Discussion in 'Modifications and Projects' started by Jacob33, Aug 6, 2015.

  1. Hi everyone, just wanted to share one of the projects I did to get my VTR 250 back on the road. It might help someone out there with a similar problem.

    The crud at the bottom of the fuel tank just had to be taken care of, and my options were to replace or clean it. Using vinegar has been covered in many forums before, but it's a different thing to read about it and do it yourself!

    The steps are straightforward, and this is how it went:

    1. Disconnected the battery and emptied tank. I used a cheapo siphon pump.

    2. Unscrewed tank bolts, disconnected fuel hose and & vacuum tube to remove it from the bike.

    3. Disconnected the petcock/fuel tap. I didn't do this at first and later found out it was leaking, making a bit of a mess. Also the vinegar is corrosive to it, so not a good idea to leave it on.

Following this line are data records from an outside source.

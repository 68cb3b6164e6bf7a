mod web_app;

pub use web_app::{CatalogEntry, SiteApp};

#[cfg(all(feature = "csr", target_arch = "wasm32"))]
pub fn mount() {
    console_error_panic_hook::set_once();
    leptos::mount_to_body(|| leptos::view! { <SiteApp /> })
}
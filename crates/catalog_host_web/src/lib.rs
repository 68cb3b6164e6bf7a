//! Browser (`wasm32`) implementation of the [`catalog_host`] service contract.
//!
//! The `bridge` module owns the `window.fetch` interop and a non-wasm fallback; `adapters` picks
//! the concrete service for the active build.

#![warn(missing_docs, rustdoc::broken_intra_doc_links)]

/// Compile-time host-strategy selection and the concrete catalog adapter.
pub mod adapters;
mod bridge;
pub mod catalog;

pub use adapters::{
    catalog_service, host_strategy_name, selected_host_strategy, CatalogServiceAdapter,
    HostStrategy, STUB_CATALOG_SIZE,
};
pub use catalog::WebCatalogService;
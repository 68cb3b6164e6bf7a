use leptos::ev::MouseEvent;

use super::*;

#[component]
/// Push button carrying the variant, size, and selection tokens the stylesheet keys on.
pub fn Button(
    #[prop(default = ButtonVariant::Standard)] variant: ButtonVariant,
    #[prop(default = ButtonSize::Md)] size: ButtonSize,
    #[prop(optional)] layout_class: Option<&'static str>,
    #[prop(optional)] ui_slot: Option<&'static str>,
    #[prop(optional, into)] aria_label: MaybeSignal<String>,
    #[prop(optional, into)] aria_controls: MaybeSignal<String>,
    #[prop(optional, into)] aria_expanded: MaybeSignal<bool>,
    #[prop(optional, into)] aria_haspopup: MaybeSignal<String>,
    #[prop(optional, into)] aria_current: MaybeSignal<String>,
    #[prop(optional, into)] disabled: MaybeSignal<bool>,
    #[prop(optional, into)] selected: MaybeSignal<bool>,
    #[prop(optional)] on_click: Option<Callback<MouseEvent>>,
    children: Children,
) -> impl IntoView {
    view! {
        <button
            type="button"
            class=merge_layout_class("ui-button", layout_class)
            aria-label=move || aria_label.get()
            aria-controls=move || aria_controls.get()
            aria-expanded=move || aria_expanded.get()
            aria-haspopup=move || aria_haspopup.get()
            aria-current=move || aria_current.get()
            disabled=move || disabled.get()
            data-ui-primitive="true"
            data-ui-kind="button"
            data-ui-slot=ui_slot
            data-ui-variant=variant.token()
            data-ui-size=size.token()
            data-ui-selected=move || bool_token(selected.get())
            on:click=move |ev| {
                if let Some(on_click) = on_click.as_ref() {
                    on_click.call(ev);
                }
            }
        >
            {children()}
        </button>
    }
}

#[component]
/// Numeric input reporting its raw text on every keystroke.
///
/// The raw value is passed through untouched so callers can react to partial input such as a
/// lone `-`.
pub fn NumberField(
    #[prop(default = 0)] min: i64,
    #[prop(optional, into)] placeholder: Option<String>,
    #[prop(optional, into)] aria_label: Option<String>,
    #[prop(optional)] autofocus: bool,
    #[prop(optional, into)] value: MaybeSignal<String>,
    #[prop(optional)] on_input: Option<Callback<String>>,
) -> impl IntoView {
    view! {
        <input
            class="ui-field"
            type="number"
            inputmode="numeric"
            min=min
            placeholder=placeholder
            aria-label=aria_label
            autofocus=autofocus
            prop:value=move || value.get()
            data-ui-primitive="true"
            data-ui-kind="number-field"
            on:input=move |ev| {
                if let Some(on_input) = on_input.as_ref() {
                    on_input.call(event_target_value(&ev));
                }
            }
        />
    }
}

#[component]
/// Selection checkbox reporting its new checked state.
pub fn CheckboxField(
    #[prop(optional, into)] aria_label: MaybeSignal<String>,
    #[prop(optional, into)] checked: MaybeSignal<bool>,
    #[prop(optional)] on_change: Option<Callback<bool>>,
) -> impl IntoView {
    view! {
        <input
            class="ui-checkbox"
            type="checkbox"
            aria-label=move || aria_label.get()
            prop:checked=move || checked.get()
            data-ui-primitive="true"
            data-ui-kind="checkbox"
            data-ui-selected=move || bool_token(checked.get())
            on:change=move |ev| {
                if let Some(on_change) = on_change.as_ref() {
                    on_change.call(event_target_checked(&ev));
                }
            }
        />
    }
}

    4. Fit a cork stopper at the bottom of the tank. Around $1 from Clarke Rubber.

    5. Filled tank with cleaning vinegar. It's cheap stuff, less than $3 buys 2 litres from the supermarket.

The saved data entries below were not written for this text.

//! Typed catalog-host contracts and shared models used by the table runtime and browser adapters.
//!
//! This crate is the API-first boundary for the remote artwork catalog. It owns the record and
//! pagination models, page-request resolution, response decoding, the [`CatalogService`] trait,
//! and an in-memory service, while the concrete `window.fetch` adapter lives in
//! `catalog_host_web`.

#![warn(missing_docs, rustdoc::broken_intra_doc_links)]

pub mod config;
pub mod decode;
pub mod error;
pub mod model;
pub mod request;
pub mod service;

pub use config::{
    CatalogConfig, DEFAULT_API_BASE_URL, DEFAULT_BULK_DEBOUNCE_MS, DEFAULT_MAX_BULK_SELECTION,
    DEFAULT_PAGE_LINK_WINDOW, DEFAULT_TOAST_LIFE_MS,
};
pub use decode::decode_catalog_page;
pub use error::{FetchError, GENERIC_FETCH_ERROR_MESSAGE};
pub use model::{CatalogField, CatalogPage, CatalogRecord, PageMetadata};
pub use request::{PageRequest, DEFAULT_PAGE_SIZE};
pub use service::{
    fetch_catalog_page_with, CatalogFuture, CatalogService, MemoryCatalogService,
    NoopCatalogService,
};
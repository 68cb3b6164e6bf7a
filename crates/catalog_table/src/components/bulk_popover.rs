use leptos::*;
use system_ui::prelude::*;

use crate::{reducer::TableAction, runtime_context::use_catalog_table};

const POPOVER_ID: &str = "catalog-bulk-selector";

#[component]
/// Header button that opens the "select first N rows" popover.
pub(super) fn BulkSelectorToggle(open: RwSignal<bool>) -> impl IntoView {
    view! {
        <Button
            variant=ButtonVariant::Quiet
            size=ButtonSize::Sm
            ui_slot="bulk-selector-toggle"
            aria_label="Select rows across pages"
            aria_controls=POPOVER_ID.to_string()
            aria_haspopup="dialog".to_string()
            aria_expanded=Signal::derive(move || open.get())
            on_click=Callback::new(move |_| open.update(|open| *open = !*open))
        >
            "v"
        </Button>
    }
}

#[component]
pub(super) fn BulkSelectorPopover(open: RwSignal<bool>) -> impl IntoView {
    let runtime = use_catalog_table();
    let input = Signal::derive(move || runtime.bulk.with(|bulk| bulk.input.clone()));

    view! {
        <Popover
            id=POPOVER_ID
            layout_class="catalog-bulk-selector"
            aria_label="Select rows"
            open=Signal::derive(move || open.get())
            on_close=Callback::new(move |()| open.set(false))
        >
            <Stack gap=LayoutGap::Sm padding=LayoutPadding::Sm>
                <NumberField
                    min=0
                    placeholder="Enter number of rows"
                    aria_label="Number of rows to select"
                    autofocus=true
                    value=input
                    on_input=Callback::new(move |raw| {
                        runtime.dispatch_action(TableAction::BulkInputChanged { raw })
                    })
                />
                <Cluster justify=LayoutJustify::End>
                    <Button
                        size=ButtonSize::Sm
                        on_click=Callback::new(move |_| open.set(false))
                    >
                        "Close"
                    </Button>
                </Cluster>
            </Stack>
        </Popover>
    }
}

    6. Screwed on fuel cap and let the tank sit. I rested on a milk crate, the main thing is to leave it off the ground to prevent stratching.

    7. I went down to the garage every once in a while to shake it and loosen up the crap at the bottom.

    8. After a week, I drained the tank. Kept the vinegar, as it may come in handy in the future. This stuff cleans everything.

    9. Flushed the tank with fresh water from a garden hose and some banking soda to neutralise the vinegar. Did this several times with just water until the crud flakes stopped pouring out. It was amazing how clean it was. No relining was necessary in my situation.

    10. Dried tank. Sprayed WD-40 inside to prevent rust, as it happens very quick.

    11. Replaced the petcock, and connected the hoses to the carburetor. Ended up getting a better quality fuel hose. It's a common one for the VTR, 8mm I think. Slightly longer than the original one, because it was easier to connect.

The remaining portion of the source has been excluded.